You’d be forgiven for thinking there’s nothing remarkable about the plastic packaging trays that hold new laptops inside their cardboard boxes. But this year, Dell transformed those banal objects into an experiment in rescuing and reusing 16,000 pounds of plastic this year that otherwise would’ve ended up in the oceans.
In April, the tech company rolled out the first round of its recycled plastic trays, which were created with a mix of rescued ocean plastic (25%) and other recycled plastics (75%). Using recycled materials is nothing new for Dell–since 2008, following the launch of an electronics recycling initiative, the company has to date incorporated more than 50 million pounds of repurposed plastics into its products.
It’s one thing for Dell to set up a circular-economy system that repurposes materials from its old products into newer models.

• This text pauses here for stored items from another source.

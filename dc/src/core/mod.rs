//! Deterministic, pure logic shared by the lifecycle engine.
//!
//! Core modules must be free of I/O side effects. They operate on in-memory
//! data structures and return deterministic outputs suitable for tests.

pub mod capability;
pub mod invariants;
pub mod scope;
pub mod types;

But incorporating ocean-bound plastics required the company to step outside the sphere of its own products and build out an entirely new supply chain.
To do so, Dell worked with the Lonely Whale, an ocean advocacy foundation founded by the actor Adrian Grenier, and focused on reducing the volume of plastic in the oceans, which currently totals around 8 million tons per year. Dell first conducted a feasibility study in Haiti in 2016 to determine if and how the company could collect enough plastic from oceans and waterways, and to figure out how to wash and treat the collected materials in order to integrate it into their supply chain. The initial work in Haiti, says Oliver Campbell, Dell’s director of procurement for…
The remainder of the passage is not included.